Your goal
Each line of the listing where "lines" appears should be reported.

Records for this task
┏━━

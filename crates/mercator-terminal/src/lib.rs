//! Scoped command shell.
//!
//! The console keeps a stack of scopes. Each scope owns a tree of
//! commands; input lines are tokenized, resolved against the active
//! scope's tree, and dispatched. Commands change the stack by returning
//! signal outputs that the [`Environment`] applies after they finish.

pub mod command;
pub mod completer;
mod environment;
pub mod interpreter;
mod output;
mod root_scope;
mod scope;

/// Command tree node builder.
pub use command::{Arity, CommandNode, FlagKind, FlagSpec, FlagValue, ParsedArgs, SuggestionSource};
/// A completion candidate.
pub use completer::Suggestion;
/// Scope stack and line execution.
pub use environment::{Environment, Popped};
/// Output produced by a command (text, table, signals).
pub use output::{CommandOutput, Flow, render};
/// Root scope construction.
pub use root_scope::{ROOT_DESCRIPTION, root_scope};
/// Scope contract and the standard implementation.
pub use scope::{CommandScope, Scope, ScopeFactory, ScopeMeta};
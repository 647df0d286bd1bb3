//! Commands reading the authenticated account.

use std::rc::Rc;

use mercator_terminal::{Arity, CommandNode, CommandOutput, FlagSpec};
use mercator_types::error::MercatorError;
use mercator_types::style;

use crate::calc;
use crate::client::TradeQuery;
use crate::market_commands::{limit_from, symbol_flag};
use crate::scope::{MarketContext, assets_after, local_time, symbols_after};

pub(crate) fn commands(ctx: &Rc<MarketContext>) -> Vec<CommandNode> {
    vec![
        account_info(ctx),
        account_balance(ctx),
        account_trades(ctx),
        asset_detail(ctx),
    ]
}

fn account_info(ctx: &Rc<MarketContext>) -> CommandNode {
    let ctx = Rc::clone(ctx);
    CommandNode::new("account-info", "Show user account info")
        .arity(Arity::Exact(0))
        .run(move |_| {
            let account = ctx.client.account()?;
            let item = |name: &str, value: String| format!("- {}", style::info(name, value));
            Ok(CommandOutput::lines(vec![
                String::new(),
                style::heading("Commissions:"),
                item("Maker Commission", account.maker_commission.to_string()),
                item("Taker Commission", account.taker_commission.to_string()),
                item("Buyer Commission", account.buyer_commission.to_string()),
                item("Seller Commission", account.seller_commission.to_string()),
                String::new(),
                style::heading("Permissions:"),
                item("Can Trade", style::boolean(account.can_trade)),
                item("Can Deposit", style::boolean(account.can_deposit)),
                item("Can Withdraw", style::boolean(account.can_withdraw)),
            ]))
        })
}

fn account_balance(ctx: &Rc<MarketContext>) -> CommandNode {
    let ctx = Rc::clone(ctx);
    CommandNode::new("account-balance", "Show user account balances")
        .arity(Arity::Exact(0))
        .run(move |_| {
            let account = ctx.client.account()?;
            let mut lines = vec![String::new(), style::heading("Account Balance(s):")];
            for (balance, total) in calc::ranked_balances(&account.balances)? {
                lines.push(format!("{}:", style::label(&balance.asset)));
                lines.push(format!("  {}:     {}", style::sublabel("Free"), balance.free));
                lines.push(format!("  {}:   {}", style::sublabel("Locked"), balance.locked));
                lines.push(format!("  {}:    {total:.8}", style::sublabel("Total")));
            }
            Ok(CommandOutput::lines(lines))
        })
}

fn account_trades(ctx: &Rc<MarketContext>) -> CommandNode {
    let run_ctx = Rc::clone(ctx);
    CommandNode::new("account-trades", "Show user account trades")
        .arity(Arity::Exact(0))
        .flag(FlagSpec::text("symbol", "", "List trades of this symbol").required())
        .flag(FlagSpec::int(
            "limit",
            i64::from(ctx.trade_limit),
            "Number of results to return",
        ))
        .suggestions(symbols_after(ctx, "--symbol"))
        .run(move |args| {
            let query = TradeQuery {
                symbol: symbol_flag(args)?,
                limit: limit_from(args, "limit")?,
            };
            let trades = run_ctx.client.account_trades(&query)?;
            Ok(CommandOutput::Table {
                headers: ["ID", "Timestamp", "Price", "Quantity", "Side"]
                    .iter()
                    .map(ToString::to_string)
                    .collect(),
                rows: trades
                    .iter()
                    .map(|t| {
                        let side = if t.is_buyer {
                            style::good("BUY")
                        } else {
                            style::bad("SELL")
                        };
                        vec![
                            t.id.to_string(),
                            local_time(t.time),
                            t.price.clone(),
                            t.qty.clone(),
                            side,
                        ]
                    })
                    .collect(),
            })
        })
}

fn asset_detail(ctx: &Rc<MarketContext>) -> CommandNode {
    let run_ctx = Rc::clone(ctx);
    CommandNode::new("asset-detail", "Show the deposit and withdrawal details of an asset")
        .arity(Arity::Exact(0))
        .flag(FlagSpec::text("asset", "", "Show the details of this asset").required())
        .suggestions(assets_after(ctx, "--asset"))
        .run(move |args| {
            let asset = args.text("asset")?.to_uppercase();
            let details = run_ctx.client.asset_details()?;
            let detail = details
                .get(&asset)
                .ok_or_else(|| MercatorError::failed(format!("unknown asset: {asset}")))?;
            Ok(CommandOutput::lines(vec![
                style::info("Deposit Status", style::boolean(detail.deposit_status)),
                style::info("Deposit Tip", &detail.deposit_tip),
                style::info("Withdraw Status", style::boolean(detail.withdraw_status)),
                style::info("Minimum Withdraw Amount", format!("{:.6}", detail.min_withdraw_amount)),
                style::info("Withdraw Fee", format!("{:.6}", detail.withdraw_fee)),
            ]))
        })
}
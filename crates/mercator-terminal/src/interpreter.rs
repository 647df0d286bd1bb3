//! Line tokenizing and command-tree dispatch.

use mercator_types::error::{MercatorError, Result};

use crate::command::CommandNode;
use crate::output::CommandOutput;

// ---------------------------------------------------------------------------
// Tokenizer
// ---------------------------------------------------------------------------

/// Split an input line into words using shell quoting rules.
///
/// Single quotes are literal. Double quotes honor `\"`, `\\` and `\$`.
/// A backslash outside quotes escapes the next character, and a trailing
/// one is a syntax error. Quoted empty strings (`""`) produce an empty word.
pub fn tokenize(input: &str) -> Result<Vec<String>> {
    let mut tokens = Vec::new();
    let mut current = String::new();
    let mut quoted = false;
    let mut chars = input.chars().peekable();
    let mut in_single = false;
    let mut in_double = false;

    while let Some(ch) = chars.next() {
        if in_single {
            if ch == '\'' {
                in_single = false;
            } else {
                current.push(ch);
            }
        } else if in_double {
            match ch {
                '"' => in_double = false,
                '\\' => match chars.next_if(|next| matches!(next, '"' | '\\' | '$')) {
                    Some(escaped) => current.push(escaped),
                    None => current.push('\\'),
                },
                _ => current.push(ch),
            }
        } else {
            match ch {
                '\'' => {
                    in_single = true;
                    quoted = true;
                },
                '"' => {
                    in_double = true;
                    quoted = true;
                },
                '\\' => match chars.next() {
                    Some(next) => current.push(next),
                    None => {
                        return Err(MercatorError::Syntax(
                            "unterminated backslash escape".to_string(),
                        ));
                    },
                },
                c if c.is_whitespace() => {
                    if !current.is_empty() || quoted {
                        tokens.push(std::mem::take(&mut current));
                        quoted = false;
                    }
                },
                _ => current.push(ch),
            }
        }
    }

    if in_single {
        return Err(MercatorError::Syntax("unterminated single quote".to_string()));
    }
    if in_double {
        return Err(MercatorError::Syntax("unterminated double quote".to_string()));
    }

    if !current.is_empty() || quoted {
        tokens.push(current);
    }

    Ok(tokens)
}

// ---------------------------------------------------------------------------
// Dispatch
// ---------------------------------------------------------------------------

/// Walk down from `root` while the leading tokens name children.
///
/// Returns the matched path (excluding `root`) and the unconsumed tokens.
pub fn resolve<'a, 't>(
    root: &'a CommandNode,
    tokens: &'t [String],
) -> (Vec<&'a CommandNode>, &'t [String]) {
    let mut path = Vec::new();
    let mut node = root;
    let mut rest = tokens;
    while let Some((first, tail)) = rest.split_first() {
        match node.find_child(first) {
            Some(child) => {
                path.push(child);
                node = child;
                rest = tail;
            },
            None => break,
        }
    }
    (path, rest)
}

/// Run the command named by `tokens` under `root`.
///
/// `--help` or `-h` anywhere in the arguments prints usage instead of
/// running. A group without a body prints its usage when called bare.
pub fn dispatch(root: &CommandNode, tokens: &[String]) -> Result<CommandOutput> {
    let Some(first) = tokens.first() else {
        return Ok(CommandOutput::None);
    };
    let (path, rest) = resolve(root, tokens);
    let Some(node) = path.last().copied() else {
        return Err(MercatorError::CommandNotFound(first.clone()));
    };
    let path_text = path
        .iter()
        .map(|n| n.name())
        .collect::<Vec<_>>()
        .join(" ");

    if wants_help(node, rest) {
        return Ok(CommandOutput::Text(node.usage(&path_text)));
    }

    if !node.is_runnable() {
        return match rest.first() {
            Some(name) => Err(MercatorError::UnknownSubcommand {
                name: name.clone(),
                path: path_text,
            }),
            None => Ok(CommandOutput::Text(node.usage(&path_text))),
        };
    }

    log::debug!("Dispatching '{path_text}' with {} arg(s)", rest.len());
    node.invoke(rest)
}

fn wants_help(node: &CommandNode, args: &[String]) -> bool {
    let declares = |name: &str, alias: char| {
        node.flags()
            .iter()
            .any(|f| f.name() == name || f.short_alias() == Some(alias))
    };
    args.iter()
        .take_while(|a| a.as_str() != "--")
        .any(|a| (a == "--help" || a == "-h") && !declares("help", 'h'))
}
//! Storefront utilities: the `shopify` scope and its revenue projection.

pub mod projection;
mod scope;

pub use projection::{Projection, ProjectionInput};
pub use scope::{DESCRIPTION, PREFIX, ShopifyScopeFactory, build_scope};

┗━━

Reply to the task
//! commands; input lines are tokenized, resolved against the active
            Ok(CommandOutput::lines(vec![
            let mut lines = vec![String::new(), style::heading("Account Balance(s):")];
                lines.push(format!("{}:", style::label(&balance.asset)));
                lines.push(format!("  {}:     {}", style::sublabel("Free"), balance.free));
                lines.push(format!("  {}:   {}", style::sublabel("Locked"), balance.locked));
                lines.push(format!("  {}:    {total:.8}", style::sublabel("Total")));
            Ok(CommandOutput::lines(lines))
            Ok(CommandOutput::lines(vec![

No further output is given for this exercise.